When you access the services of a registered psychologist, you can rest assured that he or she has been trained according to universal standards of clinical and ethical practice. Regulated professionals are required by law to deliver professional services competently and ethically. They are accountable to the public, through their professional regulatory body, for their professional behaviour and activities.  As members of the College of Psychologists of Ontario, Psychologists and Psychological Associates must meet rigorous professional entry requirements, adhere to prescribed standards, guidelines and ethical principles and participate in quality assurance activities to continually update and improve their knowledge and skill.

In contrast, the College has no authority over unregulated service providers.  A college is a regulatory body with the legal authority to set minimum levels of education, training and competence or to establish and monitor professional and ethical standards of conduct.  There is no professional regulatory body responsible to protect your interests and hold unregulated providers accountable for the services you receive.

The Nature of Psychotherapy

Psychotherapy is not easily described in general statements. It varies depending on the personalities of the psychologist and patient, and the particular problems you bring forward. There are many different methods and approaches to problems that you hope to address.

Therapy involves a large commitment of time, money, and energy, so you should be very careful about the therapist you select.  Of course, you need to be comfortable with the practitioner;  your personality must be compatible with that of the therapist.  You also have to be comfortable with the approach and the clinical skills of the clinician. These skills are derived from his or her training and theoretical orientation.

Theoretical orientation

There are many theoretical orientations.  At the risk of oversimplification, here are some guidelines from the psychology today website:

If you believe there is an unconscious motivation for your behavior, you might want to go to a psychodynamic therapist.

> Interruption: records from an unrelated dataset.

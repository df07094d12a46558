//! Stock by branch.
//!
//! [`StockLevels`] is the single in-memory representation of a "stock by
//! branch" field: an ordered mapping of branch name to quantity. The
//! [`wire`] module converts it to and from the shapes stored in Shopify
//! metafields, and [`merge`] applies change sets to it.

pub mod merge;
pub mod quantity;
pub mod wire;

use serde::{Deserialize, Serialize};
use thiserror::Error;

pub use merge::{ChangeSet, MergeOutcome, MergePolicy, merge};
pub use quantity::coerce_quantity;
pub use wire::{BranchMatrix, FlatField, FlatVocabulary, VariantStock};

/// Branch names used when a product has no stock field yet.
pub const DEFAULT_BRANCHES: &[&str] = &[
    "Web",
    "Suc. Centro",
    "Suc. Coyoacán",
    "Suc. Benito Juárez",
    "Suc. Gustavo Baz",
    "Suc. Naucalpan",
    "Suc. Toluca",
    "Suc. Querétaro",
    "Suc. Vallejo",
    "Suc. Puebla",
];

/// Errors from parsing or changing stock data.
#[derive(Debug, Clone, PartialEq, Eq, Error)]
pub enum StockError {
    #[error("quantity for '{branch}' is not a number: {value}")]
    NotNumeric { branch: String, value: String },

    #[error("quantity for '{branch}' must be a whole number: {value}")]
    Fractional { branch: String, value: String },

    #[error("quantity for '{branch}' cannot be negative: {value}")]
    Negative { branch: String, value: String },

    #[error("quantity for '{branch}' is out of range: {value}")]
    OutOfRange { branch: String, value: String },

    #[error("branch name cannot be empty")]
    EmptyBranchName,

    #[error("stock field holds a per-variant matrix, not a branch list")]
    MatrixField,

    #[error("malformed stock field: {0}")]
    Malformed(String),
}

/// One branch and its quantity.
#[derive(Debug, Clone, PartialEq, Eq, Serialize, Deserialize)]
pub struct BranchStock {
    pub name: String,
    pub quantity: u64,
}

/// Ordered branch → quantity mapping. Names are unique.
#[derive(Debug, Clone, Default, PartialEq, Eq, Serialize)]
#[serde(transparent)]
pub struct StockLevels(Vec<BranchStock>);

impl StockLevels {
    /// Create an empty mapping.
    #[must_use]
    pub const fn new() -> Self {
        Self(Vec::new())
    }

    /// Every name at zero, duplicates dropped.
    #[must_use]
    pub fn scaffold<I, S>(names: I) -> Self
    where
        I: IntoIterator<Item = S>,
        S: AsRef<str>,
    {
        let mut levels = Self::new();
        for name in names {
            let name = name.as_ref().trim();
            if !name.is_empty() && !levels.contains(name) {
                levels.0.push(BranchStock {
                    name: name.to_string(),
                    quantity: 0,
                });
            }
        }
        levels
    }

    /// Quantity for a branch.
    #[must_use]
    pub fn get(&self, name: &str) -> Option<u64> {
        self.0.iter().find(|b| b.name == name).map(|b| b.quantity)
    }

    #[must_use]
    pub fn contains(&self, name: &str) -> bool {
        self.0.iter().any(|b| b.name == name)
    }

    /// Set a branch quantity, appending the branch if it is new.
    ///
    /// Returns `true` when the branch already existed.
    pub fn set(&mut self, name: &str, quantity: u64) -> bool {
        if let Some(branch) = self.0.iter_mut().find(|b| b.name == name) {
            branch.quantity = quantity;
            true
        } else {
            self.0.push(BranchStock {
                name: name.to_string(),
                quantity,
            });
            false
        }
    }

    pub fn iter(&self) -> impl Iterator<Item = &BranchStock> {
        self.0.iter()
    }

    /// Branch names in order.
    pub fn names(&self) -> impl Iterator<Item = &str> {
        self.0.iter().map(|b| b.name.as_str())
    }

    #[must_use]
    pub fn len(&self) -> usize {
        self.0.len()
    }

    #[must_use]
    pub fn is_empty(&self) -> bool {
        self.0.is_empty()
    }

    #[must_use]
    pub fn into_inner(self) -> Vec<BranchStock> {
        self.0
    }
}

impl FromIterator<(String, u64)> for StockLevels {
    /// Later duplicates overwrite earlier ones in place.
    fn from_iter<T: IntoIterator<Item = (String, u64)>>(iter: T) -> Self {
        let mut levels = Self::new();
        for (name, quantity) in iter {
            levels.set(&name, quantity);
        }
        levels
    }
}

If you want to change your thoughts and you think doing that will change your life and you don’t want to focus on your unconscious—then you might want a cognitive therapist.

If you don’t ever want to talk about mom and dad and you only want the here and now then maybe narrative, behavioral, or solution-oriented therapies are something to consider.

If you want to work on your family and not on just you then maybe family-oriented system therapists. Let me say again that was an enormous oversimplification.

If you still have no idea at all about what orientation you might want, you can contact the therapist  that you are considering and ask them to tell you about their orientation. If they say “I am an existentialist” and leave it at that, then have them explain what that means and how you would experience that orientation in the work. Keep calling until you find someone whose style of working resonates with you.